*WORK ORDER*
Write out exactly the lines from the first line of the records below through the line that contains "the reasoning stage.", and stop there.
"""
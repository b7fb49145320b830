//! Turn router state: message history, cumulative usage counters, per-turn flags.
//!
//! `TurnState` is the single state type flowing through the router graph and the value
//! persisted by the checkpointer for a session.

use serde::{Deserialize, Serialize};

use crate::message::{AssistantMessage, Message, Usage};

/// Default context window (tokens) for the session budget.
pub const DEFAULT_CONTEXT_LIMIT: u64 = 128_000;

/// Default percent at which accounting starts logging at warn level.
pub const DEFAULT_WARNING_THRESHOLD: f64 = 80.0;

/// One tool invocation requested by the reasoning stage.
#[derive(Clone, Debug, PartialEq, Eq, Serialize, Deserialize)]
pub struct ToolCall {
    pub name: String,
    /// JSON-encoded arguments as produced by the model.
    pub arguments: String,
    pub id: Option<String>,
}

impl ToolCall {
    /// Provider id of the call, or `call_{index}` (position in its batch) when the backend
    /// sent none. The request and its result must use the same value.
    pub fn call_id(&self, index: usize) -> String {
        self.id.clone().unwrap_or_else(|| format!("call_{}", index))
    }
}

/// Severity of a context-usage warning. Ordered by threshold.
#[derive(Clone, Copy, Debug, PartialEq, Eq, PartialOrd, Ord, Serialize, Deserialize)]
pub enum UsageLevel {
    /// 60% of the context limit.
    Moderate,
    /// 80% of the context limit.
    High,
    /// 95% of the context limit.
    Critical,
}

impl UsageLevel {
    pub const ALL: [UsageLevel; 3] = [UsageLevel::Moderate, UsageLevel::High, UsageLevel::Critical];

    pub fn threshold_percent(&self) -> f64 {
        match self {
            UsageLevel::Moderate => 60.0,
            UsageLevel::High => 80.0,
            UsageLevel::Critical => 95.0,
        }
    }

    /// Highest level whose threshold is at or below `percent`.
    pub fn for_percent(percent: f64) -> Option<UsageLevel> {
        Self::ALL
            .iter()
            .rev()
            .find(|l| percent >= l.threshold_percent())
            .copied()
    }
}

/// Outcome of recording one assistant message's usage.
#[derive(Clone, Debug, PartialEq)]
pub enum RecordOutcome {
    /// The message was already counted; totals unchanged.
    AlreadyCounted,
    /// Totals updated. `newly_crossed` lists every threshold crossed for the first time,
    /// lowest first.
    Counted { newly_crossed: Vec<UsageLevel> },
}

/// Cumulative token totals for a session plus the budget they are measured against.
#[derive(Clone, Debug, PartialEq, Serialize, Deserialize)]
pub struct UsageCounters {
    pub prompt_tokens: u64,
    pub completion_tokens: u64,
    pub total_tokens: u64,
    pub context_limit: u64,
    /// Percent above which accounting logs at warn level.
    pub warning_threshold: f64,
    /// Highest warning level already appended this session.
    #[serde(default)]
    pub highest_warned: Option<UsageLevel>,
    /// Id of the last assistant message counted.
    #[serde(default)]
    pub last_accounted: Option<String>,
}

impl Default for UsageCounters {
    fn default() -> Self {
        Self::new(DEFAULT_CONTEXT_LIMIT, DEFAULT_WARNING_THRESHOLD)
    }
}

impl UsageCounters {
    pub fn new(context_limit: u64, warning_threshold: f64) -> Self {
        Self {
            prompt_tokens: 0,
            completion_tokens: 0,
            total_tokens: 0,
            context_limit,
            warning_threshold,
            highest_warned: None,
            last_accounted: None,
        }
    }

    /// Usage as a percentage of the context limit; 0 when the limit is 0.
    pub fn percent(&self) -> f64 {
        if self.context_limit == 0 {
            return 0.0;
        }
        self.total_tokens as f64 / self.context_limit as f64 * 100.0
    }

    pub fn remaining(&self) -> u64 {
        self.context_limit.saturating_sub(self.total_tokens)
    }

    /// Adds `usage` for the message with `message_id`, unless that message was the last
    /// one counted. Crossing several thresholds at once reports each of them.
    pub fn record(&mut self, message_id: &str, usage: Usage) -> RecordOutcome {
        if self.last_accounted.as_deref() == Some(message_id) {
            return RecordOutcome::AlreadyCounted;
        }
        self.prompt_tokens += usage.prompt_tokens;
        self.completion_tokens += usage.completion_tokens;
        self.total_tokens = self.prompt_tokens + self.completion_tokens;
        self.last_accounted = Some(message_id.to_string());

        let percent = self.percent();
        let newly_crossed: Vec<UsageLevel> = UsageLevel::ALL
            .iter()
            .copied()
            .filter(|l| percent >= l.threshold_percent())
            .filter(|l| self.highest_warned.map_or(true, |w| *l > w))
            .collect();
        if let Some(highest) = newly_crossed.last() {
            self.highest_warned = Some(*highest);
        }
        RecordOutcome::Counted { newly_crossed }
    }
}

/// Graph state for one session.
///
/// `messages` and `usage` persist across turns; `bypassed` and `tool_rounds` are reset at the
/// start of every turn.
#[derive(Clone, Debug, Default, PartialEq, Serialize, Deserialize)]
pub struct TurnState {
    pub messages: Vec<Message>,
    pub usage: UsageCounters,
    /// Set by the pre-filter when it answered the turn itself.
    #[serde(default)]
    pub bypassed: bool,
    /// Tool rounds (executed or rejected) spent in the current turn.
    #[serde(default)]
    pub tool_rounds: u32,
}

impl TurnState {
    /// Fresh session state: system prompt, no history.
    pub fn new(system_prompt: impl Into<String>, usage: UsageCounters) -> Self {
        Self {
            messages: vec![Message::system(system_prompt)],
            usage,
            bypassed: false,
            tool_rounds: 0,
        }
    }

    /// Appends the user message and clears per-turn fields.
    pub fn begin_turn(&mut self, user_message: impl Into<String>) {
        self.messages.push(Message::user(user_message));
        self.bypassed = false;
        self.tool_rounds = 0;
    }

    pub fn last_user_text(&self) -> Option<&str> {
        self.messages.iter().rev().find_map(|m| match m {
            Message::User(s) => Some(s.as_str()),
            _ => None,
        })
    }

    pub fn last_assistant(&self) -> Option<&AssistantMessage> {
        self.messages.iter().rev().find_map(Message::as_assistant)
    }

    /// Tool calls requested by the newest message, if it is an assistant message.
    pub fn pending_tool_calls(&self) -> &[ToolCall] {
        match self.messages.last() {
            Some(Message::Assistant(a)) => &a.tool_calls,
            _ => &[],
        }
    }

    /// Text of the newest assistant message that did not request tools.
    pub fn final_reply(&self) -> Option<&str> {
        self.messages.iter().rev().find_map(|m| match m {
            Message::Assistant(a) if !a.has_tool_calls() => Some(a.content.as_str()),
            _ => None,
        })
    }

    /// Number of user messages in the history.
    pub fn interactions(&self) -> usize {
        self.messages
            .iter()
            .filter(|m| matches!(m, Message::User(_)))
            .count()
    }
}

#[cfg(test)]
mod tests {
    use super::*;

    fn counters(limit: u64) -> UsageCounters {
        UsageCounters::new(limit, DEFAULT_WARNING_THRESHOLD)
    }

    /// **Scenario**: for_percent picks the highest threshold at or below the value.
    #[test]
    fn usage_level_for_percent() {
        assert_eq!(UsageLevel::for_percent(59.9), None);
        assert_eq!(UsageLevel::for_percent(60.0), Some(UsageLevel::Moderate));
        assert_eq!(UsageLevel::for_percent(85.0), Some(UsageLevel::High));
        assert_eq!(UsageLevel::for_percent(120.0), Some(UsageLevel::Critical));
    }

    /// **Scenario**: Recording the same message twice does not double-count.
    #[test]
    fn record_is_idempotent_per_message() {
        let mut c = counters(1000);
        let first = c.record("m1", Usage::new(100, 20));
        assert_eq!(first, RecordOutcome::Counted { newly_crossed: vec![] });
        assert_eq!(c.record("m1", Usage::new(100, 20)), RecordOutcome::AlreadyCounted);
        assert_eq!(c.total_tokens, 120);
        assert_eq!(c.prompt_tokens, 100);
        assert_eq!(c.completion_tokens, 20);
    }

    /// **Scenario**: Each threshold is reported once, when first crossed.
    #[test]
    fn thresholds_reported_once_each() {
        let mut c = counters(1000);
        let mut crossed = Vec::new();
        for (i, tokens) in [300u64, 310, 100, 50, 150, 50].iter().enumerate() {
            if let RecordOutcome::Counted { newly_crossed } =
                c.record(&format!("m{}", i), Usage::new(*tokens, 0))
            {
                crossed.extend(newly_crossed);
            }
        }
        assert_eq!(
            crossed,
            vec![UsageLevel::Moderate, UsageLevel::High, UsageLevel::Critical]
        );
        assert_eq!(c.total_tokens, 960);
    }

    /// **Scenario**: A jump over several thresholds reports all of them, lowest first, and
    /// none of them again afterwards.
    #[test]
    fn jump_reports_every_crossed_level() {
        let mut c = counters(1000);
        assert_eq!(
            c.record("a", Usage::new(800, 50)),
            RecordOutcome::Counted {
                newly_crossed: vec![UsageLevel::Moderate, UsageLevel::High]
            }
        );
        assert_eq!(c.highest_warned, Some(UsageLevel::High));
        assert_eq!(
            c.record("b", Usage::new(10, 0)),
            RecordOutcome::Counted { newly_crossed: vec![] }
        );
        assert_eq!(
            c.record("c", Usage::new(100, 0)),
            RecordOutcome::Counted {
                newly_crossed: vec![UsageLevel::Critical]
            }
        );
    }

    /// **Scenario**: Zero context limit yields 0% rather than dividing by zero.
    #[test]
    fn zero_limit_percent_is_zero() {
        let mut c = counters(0);
        c.record("a", Usage::new(10, 10));
        assert_eq!(c.percent(), 0.0);
        assert_eq!(c.remaining(), 0);
    }

    /// **Scenario**: begin_turn appends the user message and resets per-turn fields only.
    #[test]
    fn begin_turn_resets_per_turn_fields() {
        let mut s = TurnState::new("sys", UsageCounters::default());
        s.bypassed = true;
        s.tool_rounds = 3;
        s.usage.total_tokens = 42;
        s.begin_turn("hello");
        assert!(!s.bypassed);
        assert_eq!(s.tool_rounds, 0);
        assert_eq!(s.usage.total_tokens, 42);
        assert_eq!(s.last_user_text(), Some("hello"));
        assert_eq!(s.interactions(), 1);
    }

    /// **Scenario**: pending_tool_calls only looks at the newest message.
    #[test]
    fn pending_tool_calls_from_last_message() {
        let mut s = TurnState::new("sys", UsageCounters::default());
        s.messages.push(Message::Assistant(AssistantMessage::new(
            "",
            vec![ToolCall {
                name: "search_manual".into(),
                arguments: "{}".into(),
                id: None,
            }],
            None,
        )));
        assert_eq!(s.pending_tool_calls().len(), 1);
        assert_eq!(s.final_reply(), None);
        s.messages.push(Message::assistant("done"));
        assert!(s.pending_tool_calls().is_empty());
        assert_eq!(s.final_reply(), Some("done"));
    }

    /// **Scenario**: call_id prefers the provider id and falls back to the batch position.
    #[test]
    fn call_id_fallback() {
        let mut call = ToolCall {
            name: "search_web".into(),
            arguments: "{}".into(),
            id: Some("abc".into()),
        };
        assert_eq!(call.call_id(3), "abc");
        call.id = None;
        assert_eq!(call.call_id(3), "call_3");
    }
}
"""
*WORKED SOLUTION*
repository b7fb49145320b830
//! Turn router state: message history, cumulative usage counters, per-turn flags.
//!
//! `TurnState` is the single state type flowing through the router graph and the value
//! persisted by the checkpointer for a session.

use serde::{Deserialize, Serialize};

use crate::message::{AssistantMessage, Message, Usage};

/// Default context window (tokens) for the session budget.
pub const DEFAULT_CONTEXT_LIMIT: u64 = 128_000;

/// Default percent at which accounting starts logging at warn level.
pub const DEFAULT_WARNING_THRESHOLD: f64 = 80.0;

/// One tool invocation requested by the reasoning stage.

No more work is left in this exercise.